Permettez-nous, Monsieur le Ministre, toujours avec la même déférence due à votre fonction, de nous inscrire en faux contre de telles déclarations. Sachez, pour de bon, qu’à Nouakchott, 98% des produits de la pêche côtière sont destinés à la consommation nationale, et que seuls les 2% restants sont transformés en huile et farine de poisson (Muka), tandis qu’à Nouadhibou, le pourcentage destiné aux marchés du pays est de 75%. De même, toutes les sennes tournantes débarquent leur capture soit à Nouakchott, soit à Nouadhibou. De quelle réticence parlez-vous alors ?

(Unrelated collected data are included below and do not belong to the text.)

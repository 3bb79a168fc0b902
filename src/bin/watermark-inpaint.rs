use std::path::{Path, PathBuf};
use std::process;

use clap::Parser;

use watermark_inpaint::{
    default_output_path, InpaintMethod, Mode, ModeKind, ProcessOptions, ProcessResult, Rect,
    VisionEngine,
};

#[derive(Parser)]
#[command(
    name = "watermark-inpaint",
    about = "Locate rectangular watermarks in images and remove them via diffusion inpainting",
    version,
    after_help = "Simple usage: watermark-inpaint <image>  (auto-detect and reconstruct)\n\n\
                  Manual:  watermark-inpaint <image> --mode manual --region 40,40,120,30\n\
                  Batch:   watermark-inpaint <image> --mode batch --region ... --region ..."
)]
#[allow(clippy::struct_excessive_bools)]
struct Cli {
    /// Input image file or directory
    input: String,

    /// Output file or directory (default: {name}_restored.{ext})
    #[arg(short, long)]
    output: Option<String>,

    /// Operating mode: auto, manual, or batch
    #[arg(short, long, default_value = "auto")]
    mode: String,

    /// Watermark region as x,y,width,height (repeatable in batch mode)
    #[arg(short, long)]
    region: Vec<String>,

    /// Inpainting method: fast-marching or fluid-dynamics
    #[arg(long, default_value = "fast-marching")]
    method: String,

    /// Disable mask feathering (hard reconstruction edge)
    #[arg(long)]
    no_feather: bool,

    /// Region precision factor; values below 0.9 shrink the region
    #[arg(short, long, default_value = "1.0")]
    precision: f32,

    /// Padding in pixels around manual selections
    #[arg(long, default_value = "5")]
    padding: u32,

    /// Enable verbose output
    #[arg(short, long)]
    verbose: bool,

    /// Suppress all non-error output
    #[arg(short, long)]
    quiet: bool,
}

fn parse_region(spec: &str) -> Result<Rect, String> {
    let parts: Vec<&str> = spec.split(',').collect();
    if parts.len() != 4 {
        return Err(format!("expected x,y,width,height, got {spec:?}"));
    }
    let mut values = [0u32; 4];
    for (slot, part) in values.iter_mut().zip(&parts) {
        *slot = part
            .trim()
            .parse()
            .map_err(|e| format!("bad region component {part:?}: {e}"))?;
    }
    Ok(Rect::new(values[0], values[1], values[2], values[3]))
}

fn main() {
    let cli = Cli::parse();

    if !(0.0..=1.0).contains(&cli.precision) {
        eprintln!("Error: Precision must be between 0.0 and 1.0");
        process::exit(1);
    }

    let method = match cli.method.as_str() {
        "fast-marching" => InpaintMethod::FastMarching,
        "fluid-dynamics" => InpaintMethod::FluidDynamics,
        other => {
            eprintln!("Error: Unknown method {other:?} (use fast-marching or fluid-dynamics)");
            process::exit(1);
        }
    };

    let kind: ModeKind = match cli.mode.parse() {
        Ok(k) => k,
        Err(e) => {
            eprintln!("Error: {e}");
            process::exit(1);
        }
    };

    let regions: Vec<Rect> = cli
        .region
        .iter()
        .map(|spec| match parse_region(spec) {
            Ok(r) => r,
            Err(e) => {
                eprintln!("Error: {e}");
                process::exit(1);
            }
        })
        .collect();

    let mode = match kind {
        ModeKind::Automatic => Mode::Automatic,
        ModeKind::Manual => {
            let Some(&rect) = regions.first() else {
                eprintln!("Error: Manual mode requires --region x,y,width,height");
                process::exit(1);
            };
            Mode::Manual(rect)
        }
        ModeKind::Batch => Mode::Batch(regions),
    };

    let opts = ProcessOptions {
        method,
        feather: !cli.no_feather,
        precision: cli.precision,
        padding: cli.padding,
        verbose: cli.verbose,
        quiet: cli.quiet,
    };

    let engine = VisionEngine::new();

    let input_path = Path::new(&cli.input);
    if !input_path.exists() {
        eprintln!("Error: Input path does not exist: {}", cli.input);
        process::exit(1);
    }

    if !opts.quiet {
        match &mode {
            Mode::Automatic => eprintln!("Automatic detection enabled"),
            Mode::Manual(r) => eprintln!("Manual region: {r:?}"),
            Mode::Batch(rs) => eprintln!("Batch mode: {} region(s)", rs.len()),
        }
        eprintln!();
    }

    let results = if input_path.is_dir() {
        let output_dir = if let Some(o) = &cli.output {
            PathBuf::from(o)
        } else {
            eprintln!("Error: Output directory is required for batch processing");
            eprintln!("Usage: watermark-inpaint <input_dir> -o <output_dir>");
            process::exit(1);
        };
        engine.process_directory(input_path, &output_dir, &opts)
    } else {
        let output_path = match &cli.output {
            Some(o) => PathBuf::from(o),
            None => default_output_path(input_path),
        };
        vec![engine.process_file(input_path, &output_path, &mode, &opts)]
    };

    let mut success_count = 0u32;
    let mut skip_count = 0u32;
    let mut fail_count = 0u32;

    for r in &results {
        print_result(r, &opts);
        if r.skipped {
            skip_count += 1;
        } else if r.success {
            success_count += 1;
        } else {
            fail_count += 1;
        }
    }

    if results.len() > 1 && !opts.quiet {
        eprintln!();
        eprint!("[Summary] Processed: {success_count}");
        if skip_count > 0 {
            eprint!(", Skipped: {skip_count}");
        }
        if fail_count > 0 {
            eprint!(", Failed: {fail_count}");
        }
        eprintln!(" (Total: {})", results.len());
    }

    if fail_count > 0 {
        process::exit(1);
    }
}

fn print_result(result: &ProcessResult, opts: &ProcessOptions) {
    if opts.quiet && result.success {
        return;
    }

    let filename = result.path.file_name().map_or_else(
        || result.path.display().to_string(),
        |f| f.to_string_lossy().to_string(),
    );

    if result.skipped {
        if !opts.quiet {
            eprintln!("[SKIP] {filename}: {}", result.message);
        }
    } else if result.success {
        if !opts.quiet {
            eprintln!("[OK] {filename}");
        }
    } else {
        eprintln!("[FAIL] {filename}: {}", result.message);
    }

    if opts.verbose && !result.message.is_empty() {
        eprintln!("  -> {}", result.message);
    }
}
pub mod config;
pub mod constants;
mod error;

pub use config::{PolicyConfig, SweeperConfig, TargetConfig, load_config};
pub use error::{ConfigError, Result};
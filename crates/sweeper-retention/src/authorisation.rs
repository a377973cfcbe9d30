use crate::error::{Error, Result};
use std::path::Path;
use sweeper_config::constants;
use tracing::debug;

/// Decides which directory entries the retention engine may see.
///
/// A name is accepted when it contains at least one pattern as a literal,
/// case-sensitive substring.
#[derive(Debug, Clone)]
pub struct AuthorisationFilter {
    patterns: Vec<String>,
}

impl AuthorisationFilter {
    /// Falls back to `defaults` when `patterns` is empty.
    pub fn new(patterns: Vec<String>, defaults: &[String]) -> Self {
        if patterns.is_empty() {
            debug!("Manifest lists no patterns, using defaults {:?}", defaults);
            return Self {
                patterns: defaults.to_vec(),
            };
        }

        Self { patterns }
    }

    pub fn patterns(&self) -> &[String] {
        &self.patterns
    }

    pub fn accepts(&self, name: &str) -> bool {
        let accepted = self
            .patterns
            .iter()
            .any(|pattern| name.contains(pattern.as_str()));

        if !accepted {
            debug!("Excluding {}: no authorisation pattern matches", name);
        }

        accepted
    }
}

/// Reads the patterns from `directory`'s authorisation manifest.
///
/// Empty lines are dropped: an empty pattern would match every name.
pub fn load_manifest(directory: &Path) -> Result<Vec<String>> {
    let path = directory.join(constants::MANIFEST_FILE_NAME);

    match path.try_exists() {
        Ok(true) => {}
        Ok(false) => return Err(Error::ManifestMissing(path)),
        Err(source) => return Err(Error::ManifestUnreadable { path, source }),
    }

    let content = std::fs::read_to_string(&path)
        .map_err(|source| Error::ManifestUnreadable { path, source })?;

    Ok(content
        .lines()
        .filter(|line| !line.is_empty())
        .map(str::to_string)
        .collect())
}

Et sans doute sied-il de rappeler, Monsieur le Ministre, à votre intention, comme à celle de l’opinion nationale, que les sennes tournantes ne sont point l’apanage des pêcheurs de la localité de N’Diago. Certes, ils en possèdent et c’est tout à leur honneur, mais c’est aussi le cas d’autres vaillants compatriotes. Ce faisant, depuis l’instauration de ces mesures à tous égards draconiennes, tous ces propriétaires mauritaniens vivent dans un désarroi inénarrable. Aussi, nous vous rappelons que l’autre député qui vous a interpellé sur les difficultés susmentionnées n’est pas celui de Keur Macène, comme vous le dites dans votre allocution, mais bien un député élu sur une liste nationale.
Monsieur le Ministre, pour conclure, vous enfoncez le clou en déclarant : « Il faut que les gens soient sincères quand ils vous donnent des renseignements et qu’ils s’expriment de façon correcte. » Pour rebondir une dernière fois sur vos propos, nous vous rétorquerons tout simplement que nous n’avons fait que pousser un cri de détresse face à des mesures drastiques et inappropriées qui risquent de sonner le glas d’une activité qui, depuis maintenant quelques années, languit dans d’innombrables difficultés.
Nous ne saurons clore notre propos sans remercier, encore une fois, de vive voix, toutes les bonnes volontés qui, de près ou de loin, nous ont apporté leur précieux soutien. De même, nous réitérons notre ferme condamnation des propos vexants et humiliants du Ministre de la Pêche et de l’Economie maritime à notre encontre et lui demandons, ni plus ni moins de s’en excuser publiquement.
Les représentants des sennes tournantes.